Tüketim semtleri – Ece Temelkuran (Milliyet)

Diyarbakır’dan bir dostum İstanbul’a geldi. Gelir gelmez ‘Yahu şu Nişantaşı’nı bir görelim” dedi. Malum Türk basınının meşhur ettiği İstanbul semtleri var ki.

Hatta Türkiye yazı-çizi hayatı genel olarak Cihangir-Nişantaşı hattında konuşlandığı için sanki Malatya’daki insan da buraları ezbere bilirmiş gibi bir konuşma hali hâkim gazete ve televizyonlarda.

Tıpkı televizyon kanallarının “Bugün hava çok sıcaktı” haberi yapması gibi. Bugün hava nerede sıcaktı? Bahsettikleri İstanbul’dur, ama kargadan başka kuş bilmemek gibi, memlekette İstanbul’dan başka şehir yokmuş gibi konuşmanın sonucu olarak hava bugün ya sıcaktır ya soğuktur.

Beyinler de yoruluyor!

Ağrı’da kara kış devam ederken “Yaz sıcakları aniden bastırdı” haberleri gibi bu Nişantaşı ‘muamması’ da alıp yürüdüğü için arkadaşıma bir Nişantaşı turu yaptırmak icap eti.

Dedim ki “İşte buralar buralar hep kafe”, ekledim, ‘Buralar buralar da hep dükkân.’

“Eeee?” Eeee’si işte o kadardı. Dükkânlar ve kafelerden başka bir şey yoktu. Dedim ki “Burası tüketim semti. Başka bir numara yok.”

Sonra semtin ‘yaşam matematiğine’ takıldı gözüm. Şöyle cereyan diyordu olay:

Kadınlar ve nadiren de adamlar alışveriş yapıyor. Alışveriş döngüsüne girince çıkmak zordur, çıkamıyorlar ve alışveriş cehenneminin içine, daha derinlere doğru yuvarlanıyorlar.

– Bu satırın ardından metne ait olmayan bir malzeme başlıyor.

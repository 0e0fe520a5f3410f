//! Destination adapters
//!
//! A sync writes into exactly one destination. [`DestinationAdapter`] is the
//! seam between the orchestrator and the two supported strategies:
//! relational upserts with dynamic DDL, and embedding plus vector upsert.

pub mod relational;
pub mod vector;

use async_trait::async_trait;
use serde::Serialize;
use serde_json::Value;
use std::sync::Arc;
use std::time::Duration;
use utoipa::ToSchema;

use crate::config::AppConfig;
use crate::connectors::credentials::ConnectionCredentials;
use crate::connectors::embeddings::EmbeddingProvider;
use crate::connectors::remote_query::Record;
use crate::connectors::vector_store::QdrantClient;
use crate::error::SyncError;
use crate::models::connection::ConnectionKind;
use crate::models::table_column;

pub use relational::RelationalAdapter;
pub use vector::VectorAdapter;

/// Closed set of destination strategies
#[derive(Debug, Clone, Copy, PartialEq, Eq, Serialize, ToSchema)]
#[serde(rename_all = "snake_case")]
pub enum DestinationKind {
    Relational,
    Vector,
}

impl DestinationKind {
    /// Strategy for a destination connection kind
    pub fn for_connection(kind: ConnectionKind) -> Result<Self, SyncError> {
        match kind {
            ConnectionKind::Relational => Ok(DestinationKind::Relational),
            ConnectionKind::VectorStore => Ok(DestinationKind::Vector),
            ConnectionKind::Pds => Err(SyncError::UnsupportedDestination(
                "pds connections can only be used as a source".to_string(),
            )),
        }
    }

    pub fn as_str(self) -> &'static str {
        match self {
            DestinationKind::Relational => "relational",
            DestinationKind::Vector => "vector",
        }
    }
}

/// Declared column as seen by a destination
#[derive(Debug, Clone, PartialEq, Eq)]
pub struct ColumnSpec {
    pub name: String,
    pub data_type: String,
    pub is_primary_key: bool,
}

impl From<&table_column::Model> for ColumnSpec {
    fn from(column: &table_column::Model) -> Self {
        Self {
            name: column.column_name.clone(),
            data_type: column.data_type.clone(),
            is_primary_key: column.is_primary_key,
        }
    }
}

/// Destination-side view of a table configuration; only active columns
#[derive(Debug, Clone, PartialEq, Eq)]
pub struct TableSpec {
    pub table_name: String,
    pub columns: Vec<ColumnSpec>,
}

impl TableSpec {
    pub fn primary_keys(&self) -> impl Iterator<Item = &ColumnSpec> {
        self.columns.iter().filter(|c| c.is_primary_key)
    }
}

/// A row the destination refused, with the reason
#[derive(Debug, Clone, PartialEq, Serialize, ToSchema)]
pub struct SkippedRow {
    #[schema(value_type = Object)]
    pub row: Record,
    pub reason: String,
}

/// Result of applying one batch
#[derive(Debug, Clone, Default, PartialEq, Serialize, ToSchema)]
pub struct BatchOutcome {
    pub creates: u64,
    pub updates: u64,
    pub skipped: Vec<SkippedRow>,
}

impl BatchOutcome {
    pub fn absorb(&mut self, other: BatchOutcome) {
        self.creates += other.creates;
        self.updates += other.updates;
        self.skipped.extend(other.skipped);
    }
}

/// Writes batches of source records into one destination
#[async_trait]
pub trait DestinationAdapter: Send + Sync {
    fn kind(&self) -> DestinationKind;

    /// Makes sure the destination can accept rows for `table`; idempotent
    async fn prepare(&self, table: &TableSpec) -> Result<(), SyncError>;

    async fn apply_batch(
        &self,
        table: &TableSpec,
        rows: &[Record],
    ) -> Result<BatchOutcome, SyncError>;
}

/// Builds the adapter for a resolved destination connection
#[async_trait]
pub trait AdapterFactory: Send + Sync {
    async fn build(
        &self,
        kind: DestinationKind,
        credentials: &ConnectionCredentials,
    ) -> Result<Box<dyn DestinationAdapter>, SyncError>;
}

/// Production factory: Postgres-protocol relational targets and Qdrant
pub struct DefaultAdapterFactory {
    embeddings: Arc<dyn EmbeddingProvider>,
    vector_timeout: Duration,
}

impl DefaultAdapterFactory {
    pub fn new(config: &AppConfig, embeddings: Arc<dyn EmbeddingProvider>) -> Self {
        Self {
            embeddings,
            vector_timeout: config.sync.vector_timeout(),
        }
    }
}

#[async_trait]
impl AdapterFactory for DefaultAdapterFactory {
    async fn build(
        &self,
        kind: DestinationKind,
        credentials: &ConnectionCredentials,
    ) -> Result<Box<dyn DestinationAdapter>, SyncError> {
        match (kind, credentials) {
            (DestinationKind::Relational, ConnectionCredentials::Relational(creds)) => {
                Ok(Box::new(RelationalAdapter::connect(creds).await?))
            }
            (DestinationKind::Vector, ConnectionCredentials::VectorStore(creds)) => {
                let client = QdrantClient::new(creds, self.vector_timeout)
                    .map_err(|e| SyncError::Configuration(e.to_string()))?;
                Ok(Box::new(VectorAdapter::new(client, self.embeddings.clone())))
            }
            (kind, other) => Err(SyncError::Configuration(format!(
                "{} destination cannot use {:?} credentials",
                kind.as_str(),
                other.kind()
            ))),
        }
    }
}

/// Text form of a JSON value; `None` for null
pub fn value_text(value: &Value) -> Option<String> {
    match value {
        Value::Null => None,
        Value::String(s) => Some(s.clone()),
        Value::Bool(b) => Some(b.to_string()),
        Value::Number(n) => Some(n.to_string()),
        other => Some(other.to_string()),
    }
}

/// Text form of a record field; `None` for missing, null or blank values
pub fn non_empty_text(row: &Record, column: &str) -> Option<String> {
    row.get(column)
        .and_then(value_text)
        .filter(|text| !text.trim().is_empty())
}

#[cfg(test)]
mod tests {
    use super::*;
    use serde_json::json;

    #[test]
    fn pds_is_not_a_destination() {
        assert!(matches!(
            DestinationKind::for_connection(ConnectionKind::Pds),
            Err(SyncError::UnsupportedDestination(_))
        ));
        assert_eq!(
            DestinationKind::for_connection(ConnectionKind::VectorStore).unwrap(),
            DestinationKind::Vector
        );
    }

    #[test]
    fn value_text_keeps_falsy_scalars() {
        let row: Record = json!({"a": 0, "b": false, "c": "  ", "d": null, "e": [1]})
            .as_object()
            .cloned()
            .unwrap();

        assert_eq!(non_empty_text(&row, "a").as_deref(), Some("0"));
        assert_eq!(non_empty_text(&row, "b").as_deref(), Some("false"));
        assert_eq!(non_empty_text(&row, "c"), None);
        assert_eq!(non_empty_text(&row, "d"), None);
        assert_eq!(non_empty_text(&row, "e").as_deref(), Some("[1]"));
        assert_eq!(non_empty_text(&row, "missing"), None);
    }
}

Derken, alışveriş dünyası onları yorgun argın gövdeler olarak dışarı fırlatıyor ve kendilerini bitkin bir şekilde kafe’lere atıyorlar.

Kafe’lerde kahvenin yanına mutlaka tatlı bir şey yeniyor çünkü beyin yorulmuş oluyor seçimler yaparken.

Bluzun yeşili mi kırmızısı mı? Pantolonun fermuarlısı mı düğmelisi mi?

Falan filan derken bir milyon olmuş kafa şekere ve karbonhidrata ihtiyaç duyuyor fena şekilde. Sonra o şekerli, karbonhidratlı besinler lüp lüp yendikten sonra bastırıyor mu suçluluk duygusu.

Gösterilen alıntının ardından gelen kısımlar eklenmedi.